EXCERPTED RECORDS Start Marker
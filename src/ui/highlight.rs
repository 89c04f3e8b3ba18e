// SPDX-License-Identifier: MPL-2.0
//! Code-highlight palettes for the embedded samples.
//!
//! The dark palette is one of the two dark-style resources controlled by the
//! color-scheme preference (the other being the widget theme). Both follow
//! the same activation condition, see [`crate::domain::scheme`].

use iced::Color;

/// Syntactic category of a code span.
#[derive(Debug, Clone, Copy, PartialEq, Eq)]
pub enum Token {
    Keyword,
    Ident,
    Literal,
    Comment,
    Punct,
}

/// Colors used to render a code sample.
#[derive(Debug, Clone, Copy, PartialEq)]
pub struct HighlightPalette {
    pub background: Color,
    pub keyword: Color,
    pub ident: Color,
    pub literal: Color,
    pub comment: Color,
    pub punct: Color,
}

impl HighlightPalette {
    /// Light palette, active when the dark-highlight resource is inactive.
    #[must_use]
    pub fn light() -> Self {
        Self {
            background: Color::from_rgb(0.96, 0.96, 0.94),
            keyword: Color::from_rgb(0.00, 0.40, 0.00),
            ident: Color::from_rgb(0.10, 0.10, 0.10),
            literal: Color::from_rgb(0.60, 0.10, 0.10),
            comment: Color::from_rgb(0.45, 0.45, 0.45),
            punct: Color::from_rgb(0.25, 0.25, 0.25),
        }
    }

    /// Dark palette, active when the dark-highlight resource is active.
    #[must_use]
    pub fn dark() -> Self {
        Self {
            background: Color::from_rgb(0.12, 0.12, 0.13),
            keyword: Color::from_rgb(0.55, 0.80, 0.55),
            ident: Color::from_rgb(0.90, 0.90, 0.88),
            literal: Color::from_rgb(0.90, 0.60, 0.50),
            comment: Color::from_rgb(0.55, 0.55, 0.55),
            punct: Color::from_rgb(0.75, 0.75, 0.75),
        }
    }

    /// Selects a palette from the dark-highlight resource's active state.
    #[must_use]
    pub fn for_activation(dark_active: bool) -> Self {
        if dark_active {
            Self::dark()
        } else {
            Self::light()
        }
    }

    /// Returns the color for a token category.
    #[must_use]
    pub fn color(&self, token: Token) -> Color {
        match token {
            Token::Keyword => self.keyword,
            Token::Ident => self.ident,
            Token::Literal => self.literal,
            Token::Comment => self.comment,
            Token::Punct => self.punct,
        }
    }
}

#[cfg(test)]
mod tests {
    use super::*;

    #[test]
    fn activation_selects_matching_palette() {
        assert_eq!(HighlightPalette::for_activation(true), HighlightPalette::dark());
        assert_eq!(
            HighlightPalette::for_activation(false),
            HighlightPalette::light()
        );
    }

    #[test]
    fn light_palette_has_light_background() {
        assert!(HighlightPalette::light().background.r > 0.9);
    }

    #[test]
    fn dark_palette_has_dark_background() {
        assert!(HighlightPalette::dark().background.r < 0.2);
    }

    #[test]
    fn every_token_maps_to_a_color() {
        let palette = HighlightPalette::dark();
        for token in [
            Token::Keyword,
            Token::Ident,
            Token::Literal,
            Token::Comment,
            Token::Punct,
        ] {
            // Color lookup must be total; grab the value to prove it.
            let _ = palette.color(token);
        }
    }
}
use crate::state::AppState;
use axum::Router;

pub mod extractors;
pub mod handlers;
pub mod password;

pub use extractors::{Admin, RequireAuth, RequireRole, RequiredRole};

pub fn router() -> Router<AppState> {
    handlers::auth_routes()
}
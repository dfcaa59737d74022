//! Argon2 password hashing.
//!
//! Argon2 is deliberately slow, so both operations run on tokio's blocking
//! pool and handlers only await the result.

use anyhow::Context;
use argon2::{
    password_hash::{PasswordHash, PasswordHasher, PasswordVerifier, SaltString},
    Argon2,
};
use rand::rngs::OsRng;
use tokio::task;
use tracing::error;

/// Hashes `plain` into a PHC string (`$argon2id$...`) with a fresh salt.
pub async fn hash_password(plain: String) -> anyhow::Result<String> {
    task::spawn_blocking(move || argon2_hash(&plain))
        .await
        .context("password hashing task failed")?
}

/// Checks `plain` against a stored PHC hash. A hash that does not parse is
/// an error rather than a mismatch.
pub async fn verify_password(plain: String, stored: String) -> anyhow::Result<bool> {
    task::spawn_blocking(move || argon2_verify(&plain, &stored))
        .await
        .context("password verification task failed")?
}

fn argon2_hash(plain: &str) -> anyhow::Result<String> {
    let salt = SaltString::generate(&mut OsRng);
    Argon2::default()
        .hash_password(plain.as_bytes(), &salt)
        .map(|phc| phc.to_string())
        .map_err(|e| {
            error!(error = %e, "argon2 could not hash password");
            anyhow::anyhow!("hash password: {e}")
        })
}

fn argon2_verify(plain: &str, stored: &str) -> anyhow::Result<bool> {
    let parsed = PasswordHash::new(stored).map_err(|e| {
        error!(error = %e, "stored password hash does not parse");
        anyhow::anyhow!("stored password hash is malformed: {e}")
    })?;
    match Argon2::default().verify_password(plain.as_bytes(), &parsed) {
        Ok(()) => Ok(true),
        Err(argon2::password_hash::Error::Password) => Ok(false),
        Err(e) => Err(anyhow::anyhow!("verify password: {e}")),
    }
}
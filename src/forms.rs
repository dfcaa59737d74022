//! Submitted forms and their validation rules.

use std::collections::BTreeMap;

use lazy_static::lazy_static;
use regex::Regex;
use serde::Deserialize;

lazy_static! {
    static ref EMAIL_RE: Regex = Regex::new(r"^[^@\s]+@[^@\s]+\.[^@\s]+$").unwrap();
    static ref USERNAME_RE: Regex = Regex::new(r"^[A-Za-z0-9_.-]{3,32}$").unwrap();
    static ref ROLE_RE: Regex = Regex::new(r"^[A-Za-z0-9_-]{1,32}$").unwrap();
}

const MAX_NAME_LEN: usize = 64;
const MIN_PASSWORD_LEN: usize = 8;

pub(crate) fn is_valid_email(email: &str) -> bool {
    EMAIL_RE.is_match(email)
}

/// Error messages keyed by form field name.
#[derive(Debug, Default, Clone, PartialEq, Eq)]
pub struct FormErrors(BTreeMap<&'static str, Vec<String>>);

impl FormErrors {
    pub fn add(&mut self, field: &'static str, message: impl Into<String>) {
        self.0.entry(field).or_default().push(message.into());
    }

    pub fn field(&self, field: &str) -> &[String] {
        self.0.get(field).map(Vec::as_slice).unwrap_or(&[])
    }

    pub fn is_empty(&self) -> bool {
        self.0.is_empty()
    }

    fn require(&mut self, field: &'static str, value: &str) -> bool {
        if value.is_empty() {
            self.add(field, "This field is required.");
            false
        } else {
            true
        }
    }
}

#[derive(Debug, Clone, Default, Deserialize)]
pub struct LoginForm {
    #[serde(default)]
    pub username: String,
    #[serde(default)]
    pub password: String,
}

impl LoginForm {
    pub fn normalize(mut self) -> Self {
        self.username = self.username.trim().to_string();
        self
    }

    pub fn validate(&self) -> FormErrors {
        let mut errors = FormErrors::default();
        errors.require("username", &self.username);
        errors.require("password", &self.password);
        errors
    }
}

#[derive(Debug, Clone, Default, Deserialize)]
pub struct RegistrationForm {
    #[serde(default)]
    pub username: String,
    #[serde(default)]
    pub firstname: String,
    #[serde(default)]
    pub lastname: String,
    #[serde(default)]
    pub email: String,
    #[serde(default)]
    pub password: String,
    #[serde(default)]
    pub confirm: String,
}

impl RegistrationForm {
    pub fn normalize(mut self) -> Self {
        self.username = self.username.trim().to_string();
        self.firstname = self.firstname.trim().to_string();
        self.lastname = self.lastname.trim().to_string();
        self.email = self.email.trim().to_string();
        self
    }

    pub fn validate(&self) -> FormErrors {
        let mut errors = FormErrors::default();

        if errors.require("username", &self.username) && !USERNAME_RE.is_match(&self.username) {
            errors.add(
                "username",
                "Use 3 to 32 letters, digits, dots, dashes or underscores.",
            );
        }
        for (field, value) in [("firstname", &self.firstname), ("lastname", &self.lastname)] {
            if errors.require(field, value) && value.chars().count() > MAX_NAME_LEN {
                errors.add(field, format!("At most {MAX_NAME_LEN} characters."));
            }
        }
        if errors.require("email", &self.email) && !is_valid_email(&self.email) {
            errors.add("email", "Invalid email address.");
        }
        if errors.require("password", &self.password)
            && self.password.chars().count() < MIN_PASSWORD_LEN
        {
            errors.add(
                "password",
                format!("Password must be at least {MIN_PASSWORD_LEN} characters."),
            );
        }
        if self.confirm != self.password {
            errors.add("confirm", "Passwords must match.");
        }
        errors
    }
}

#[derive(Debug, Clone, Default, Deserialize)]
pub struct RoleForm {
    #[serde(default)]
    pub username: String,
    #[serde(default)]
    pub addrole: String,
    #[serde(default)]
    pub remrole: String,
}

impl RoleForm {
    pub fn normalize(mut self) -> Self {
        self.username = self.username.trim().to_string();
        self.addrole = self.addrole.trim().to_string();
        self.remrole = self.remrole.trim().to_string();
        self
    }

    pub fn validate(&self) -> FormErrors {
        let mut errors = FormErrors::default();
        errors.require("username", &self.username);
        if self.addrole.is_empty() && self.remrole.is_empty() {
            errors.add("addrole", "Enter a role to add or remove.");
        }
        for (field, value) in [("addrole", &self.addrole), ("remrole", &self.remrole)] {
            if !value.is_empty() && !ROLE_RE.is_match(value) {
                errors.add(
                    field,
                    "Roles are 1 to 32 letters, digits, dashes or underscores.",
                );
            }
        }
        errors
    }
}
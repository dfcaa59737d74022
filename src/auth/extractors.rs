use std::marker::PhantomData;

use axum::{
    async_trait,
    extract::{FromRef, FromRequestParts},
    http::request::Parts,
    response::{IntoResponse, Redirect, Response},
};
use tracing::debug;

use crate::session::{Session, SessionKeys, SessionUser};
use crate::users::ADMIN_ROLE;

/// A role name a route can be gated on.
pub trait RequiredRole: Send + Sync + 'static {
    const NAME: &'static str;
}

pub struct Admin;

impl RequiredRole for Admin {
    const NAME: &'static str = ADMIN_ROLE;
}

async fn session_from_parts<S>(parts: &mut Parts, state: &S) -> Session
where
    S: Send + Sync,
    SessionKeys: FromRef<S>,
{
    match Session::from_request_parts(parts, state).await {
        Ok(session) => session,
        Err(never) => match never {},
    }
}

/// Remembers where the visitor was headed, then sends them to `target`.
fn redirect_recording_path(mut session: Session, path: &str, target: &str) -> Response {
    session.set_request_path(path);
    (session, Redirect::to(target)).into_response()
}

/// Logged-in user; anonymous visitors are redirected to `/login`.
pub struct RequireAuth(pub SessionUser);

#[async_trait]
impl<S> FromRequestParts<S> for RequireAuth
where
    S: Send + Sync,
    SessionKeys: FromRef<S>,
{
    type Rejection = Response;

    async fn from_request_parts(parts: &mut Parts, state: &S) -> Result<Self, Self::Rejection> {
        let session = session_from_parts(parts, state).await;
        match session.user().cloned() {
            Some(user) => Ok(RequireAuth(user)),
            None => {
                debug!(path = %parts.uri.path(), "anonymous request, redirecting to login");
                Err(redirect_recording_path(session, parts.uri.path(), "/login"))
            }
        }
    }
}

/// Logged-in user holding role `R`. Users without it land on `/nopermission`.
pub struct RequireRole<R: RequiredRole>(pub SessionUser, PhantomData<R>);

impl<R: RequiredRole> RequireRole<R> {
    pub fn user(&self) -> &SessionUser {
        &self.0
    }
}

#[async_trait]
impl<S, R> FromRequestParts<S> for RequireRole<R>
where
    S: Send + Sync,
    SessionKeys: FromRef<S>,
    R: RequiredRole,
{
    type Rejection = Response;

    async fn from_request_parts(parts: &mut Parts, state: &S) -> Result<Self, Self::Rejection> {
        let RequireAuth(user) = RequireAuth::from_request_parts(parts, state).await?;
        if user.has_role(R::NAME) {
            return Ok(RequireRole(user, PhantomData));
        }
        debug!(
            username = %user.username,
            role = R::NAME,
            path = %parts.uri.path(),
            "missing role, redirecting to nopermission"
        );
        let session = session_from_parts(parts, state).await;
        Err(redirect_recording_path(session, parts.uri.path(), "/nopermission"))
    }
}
EXCERPTED RECORDS End Marker
### WORK REQUIRED
Copy out each line of the listing that holds "FromRequestParts".

### RESULT OF THE TASK
    extract::{FromRef, FromRequestParts},
impl<S> FromRequestParts<S> for RequireAuth
impl<S, R> FromRequestParts<S> for RequireRole<R>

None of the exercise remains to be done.